Daddy nods at the corner of the map, where the creek slices through the pasture. “Two weeks ago—somebody cut wire along the north boundary. Looked like a calf got tangled, but the cut was clean. Too clean. Then the grain order showed light. Buck said clerk swears it’s what we signed for, but… we didn’t.”
I fold my arms. In the glossy glass of the feed-room cabinet, my city reflection looks like an imposter—the blazer tossed on a tack trunk because the summer heat doesn’t care about my old office habits, mascara smudged from sweat, a line of dust where I dragged my hand across my cheek earlier. I left Saint Pierce in a rush, kissed my best friends goodbye, promised I’d keep my heels and my sanity, and came home to a ranch that needs a miracle and a daughter who can be the adult if my parents can’t.
“I’ve got sponsors calling about Rodeo Days,” I say, throat tight. “If that arena fence is down, we’re sunk. They’ll pull the checks, and the scholarship fund goes with them.”
Daddy’s mouth does that little twist—half pride, half apology. “I shouldn’t have put that on you.”

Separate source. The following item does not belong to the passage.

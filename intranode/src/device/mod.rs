mod host;
mod runtime;

pub use host::HostRuntime;
pub use runtime::{BlockFn, DeviceRuntime};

“You didn’t.” I push a stray piece of hay off the cabinet with the back of my wrist. “I put it on me when I left. Somebody had to make something of this place while I went off to make something of myself.”
Gray’s gaze slips from the map to me, steady as a hand on the small of your back. “You’re already doing something. You called me.”
He says it like a compliment. It feels like a bruise.
“It was either you or a priest,” I say, because humor is cheaper than therapy. “And Father Miguel charges in chilaquiles, which we can’t spare.”
A corner of Gray’s mouth lifts, quick. “Good choice. Priests bless. I fix.”
Daddy sighs, and the sound has twenty years of weather in it. “We don’t need a full task force, Grayson. Just… tell me where the rot is.”
Gray taps the map with a knuckle. “Rot gets worse in the dark.” He traces a triangle between the barn, the creek crossing, and the south gate. “If someone wants to choke you out, they’ll hit you where you can’t afford to breathe. Feed, fence, livestock. The ‘accident’ with the tractor was clumsy. The cut wire wasn’t. You’re lookin’ at the difference between a thug and a planner. Which means you’re not dealing with one guy.” He turns to me. “You have anyone new on payroll? New vendors? A developer sniffing around your north pasture?”
“Two new hands this spring,” I say. “Penny vouched for one. The other came recommended by the feed store. Vendors are the same except the grain supplier’s got a new delivery driver. And developers sniff around every year, but Daddy tells them whatthey can do with their condos and it usually involves barbed wire.”
“Doesn’t stop them,” Daddy mutters. Gray doesn’t smile this time.